When students think of Islam—if they do at all—they might summon an image
of Denzel Washington playing a stern and passionate Malcolm X in Spike Lee's
1992 film, or maybe they imagine Louis Farrakhan on the speaker's platform at
the Million Man March in 1995. Some might have encountered Middle Eastern
Muslims on the nightly news, mostly as "fundamentalists" and
"terrorists." A few have met immigrant Muslims in their neighborhood.

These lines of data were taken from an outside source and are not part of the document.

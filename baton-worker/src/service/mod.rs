//! Service layer
//!
//! Services hold the runner's business logic on top of the repositories.

mod reporter;

pub use reporter::ResultReporter;
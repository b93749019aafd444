//! Typed workers
//!
//! A [`TypedWorker`] wraps a handler that takes a strongly-typed input and
//! returns a serializable output. Its adapter binds the task payload into
//! the input type before calling the handler; a binding failure is
//! reported as a task failure and the handler is never invoked.

use baton_core::domain::task::Task;
use serde::Serialize;
use serde::de::DeserializeOwned;
use std::fmt;
use std::future::Future;
use std::marker::PhantomData;
use std::pin::Pin;
use std::sync::Arc;
use tokio_util::sync::CancellationToken;

use crate::binder::{InputBinder, JsonBinder, bind_task_input};
use crate::context::TaskContext;
use crate::error::{BoxError, WorkerError};
use crate::options::{WorkerOption, WorkerOptions};
use crate::worker::{HandlerFuture, TaskHandler, Worker, WorkerProvider};

type TypedFuture<TOut> = Pin<Box<dyn Future<Output = Result<TOut, BoxError>> + Send>>;
type TypedHandler<TIn, TOut> = Arc<dyn Fn(TaskContext, TIn) -> TypedFuture<TOut> + Send + Sync>;

/// Worker whose handler works on typed input and output
///
/// # Example
/// ```
/// use baton_worker::context::TaskContext;
/// use baton_worker::options::WorkerOption;
/// use baton_worker::typed::TypedWorker;
/// use serde::{Deserialize, Serialize};
///
/// #[derive(Default, Deserialize)]
/// struct Greet {
///     name: String,
/// }
///
/// #[derive(Serialize)]
/// struct Greeting {
///     greetings: String,
/// }
///
/// let worker = TypedWorker::new("greet", |_ctx: TaskContext, input: Greet| async move {
///     Ok::<_, std::io::Error>(Greeting {
///         greetings: format!("Hello, {}", input.name),
///     })
/// })
/// .with([WorkerOption::batch_size(2)]);
/// ```
pub struct TypedWorker<TIn, TOut, B = JsonBinder> {
    task_name: String,
    options: WorkerOptions,
    handler: TypedHandler<TIn, TOut>,
    binder: Arc<B>,
    _marker: PhantomData<fn(TIn) -> TOut>,
}

impl<TIn, TOut> TypedWorker<TIn, TOut, JsonBinder>
where
    TIn: DeserializeOwned + Default + Send + 'static,
    TOut: Serialize + Send + 'static,
{
    /// Creates a typed worker whose handler receives the task context
    ///
    /// Chain [`TypedWorker::with`] to supply options; they are applied in
    /// order on top of the defaults.
    pub fn new<F, Fut, E>(task_name: impl Into<String>, handler: F) -> Self
    where
        F: Fn(TaskContext, TIn) -> Fut + Send + Sync + 'static,
        Fut: Future<Output = Result<TOut, E>> + Send + 'static,
        E: Into<BoxError> + 'static,
    {
        let handler: TypedHandler<TIn, TOut> =
            Arc::new(move |ctx: TaskContext, input: TIn| -> TypedFuture<TOut> {
                let invocation = handler(ctx, input);
                Box::pin(async move { invocation.await.map_err(Into::into) })
            });

        Self {
            task_name: task_name.into(),
            options: WorkerOptions::default(),
            handler,
            binder: Arc::new(JsonBinder),
            _marker: PhantomData,
        }
    }

    /// Creates a typed worker whose handler only needs a cancellation token
    ///
    /// Options are supplied the same way as for [`TypedWorker::new`].
    pub fn simple<F, Fut, E>(task_name: impl Into<String>, handler: F) -> Self
    where
        F: Fn(CancellationToken, TIn) -> Fut + Send + Sync + 'static,
        Fut: Future<Output = Result<TOut, E>> + Send + 'static,
        E: Into<BoxError> + 'static,
    {
        Self::new(task_name, move |ctx: TaskContext, input: TIn| {
            handler(ctx.cancellation_token().clone(), input)
        })
    }
}

impl<TIn, TOut, B> TypedWorker<TIn, TOut, B>
where
    TIn: DeserializeOwned + Default + Send + 'static,
    TOut: Serialize + Send + 'static,
    B: InputBinder,
{
    /// Replaces the input binder
    pub fn with_binder<B2: InputBinder>(self, binder: B2) -> TypedWorker<TIn, TOut, B2> {
        TypedWorker {
            task_name: self.task_name,
            options: self.options,
            handler: self.handler,
            binder: Arc::new(binder),
            _marker: PhantomData,
        }
    }

    /// Returns a copy with `options` applied; `self` is left untouched
    pub fn with(&self, options: impl IntoIterator<Item = WorkerOption>) -> Self {
        Self {
            options: self.options.clone().apply(options),
            ..self.clone()
        }
    }

    pub fn task_name(&self) -> &str {
        &self.task_name
    }

    /// Snapshot of the current configuration
    pub fn options(&self) -> WorkerOptions {
        self.options.clone()
    }

    /// Untyped handler that binds the payload, invokes the typed handler and
    /// serializes its output
    pub fn adapter(&self) -> TaskHandler {
        let handler = Arc::clone(&self.handler);
        let binder = Arc::clone(&self.binder);

        Arc::new(move |task: Task, ctx: TaskContext| -> HandlerFuture {
            let invocation =
                bind_task_input::<TIn, B>(&binder, &task).map(|input| handler(ctx, input));

            Box::pin(async move {
                let output = invocation?.await.map_err(WorkerError::Handler)?;
                serde_json::to_value(output).map_err(WorkerError::Output)
            })
        })
    }
}

impl<TIn, TOut, B> WorkerProvider for TypedWorker<TIn, TOut, B>
where
    TIn: DeserializeOwned + Default + Send + 'static,
    TOut: Serialize + Send + 'static,
    B: InputBinder,
{
    fn worker(&self) -> Worker {
        Worker::from_parts(self.task_name.clone(), self.adapter(), self.options.clone())
    }

    fn task_name(&self) -> &str {
        &self.task_name
    }
}

impl<TIn, TOut, B> Clone for TypedWorker<TIn, TOut, B> {
    fn clone(&self) -> Self {
        Self {
            task_name: self.task_name.clone(),
            options: self.options.clone(),
            handler: Arc::clone(&self.handler),
            binder: Arc::clone(&self.binder),
            _marker: PhantomData,
        }
    }
}

impl<TIn, TOut, B> fmt::Debug for TypedWorker<TIn, TOut, B> {
    fn fmt(&self, f: &mut fmt::Formatter<'_>) -> fmt::Result {
        f.debug_struct("TypedWorker")
            .field("task_name", &self.task_name)
            .field("options", &self.options)
            .field("input", &std::any::type_name::<TIn>())
            .field("output", &std::any::type_name::<TOut>())
            .finish_non_exhaustive()
    }
}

Muslim students might be among their classmates. But Muslims are more diverse
than popular images allow, and American Muslim history is longer than most might
think, extending back to the day that the first slave ship landed on Virginia's
coast in 1619. It incorporates two groups—Muslims from other countries who
migrated to America by force or by choice, and African Americans who created
Muslim sects in the twentieth century. Thus, a consideration of the Islamic
presence in America provides a new perspective on several important (and
familiar) issues that will be used to organize this essay:
- What is the history of slavery in the United States?

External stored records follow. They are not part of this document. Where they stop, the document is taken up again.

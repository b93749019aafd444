//! Core domain types
//!
//! These types mirror the JSON the orchestration server exchanges with
//! workers. They are shared between the HTTP client (which transports them)
//! and the worker runtime (which executes and reports them).

pub mod task;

- How have immigrants resisted and accommodated American culture?
- What were African Americans' experiences in the northern cities after the
Great Migration?
- How has African-American Islam addressed race relations since the 1960s?
- Is America a Christian nation?
At first, you will need to introduce Islam to your students, and a helpful
way to do this is to invite their responses to the word "Muslim." What
comes to mind when they hear the word? Write their responses on the board
without comment, and then use the list to establish the dominant images of
Muslims—for example, as militants, extremists, newcomers. Then you can begin
to contest these impressions and establish that Islam is a diverse and
long-standing American religion—one that has had a significant presence in the
United States.
At this point you will need to introduce the basic beliefs and practices of
the world's one billion Muslims, most of whom live in Asia, not in the Middle
East as most Americans presume. As in Christianity and Judaism, Islam (which is
second only to Christianity in worldwide adherents) includes a number of
communities or branches. The two major groups are Sunni Muslims, who constitute
about 85 percent of Muslims, and Shii (or Shiite) Muslims, who account for 15
percent of the world's Islamic population. All traditional groups are
represented among the five million Muslims in the United States, along with some
new movements that have been cultivated on American soil.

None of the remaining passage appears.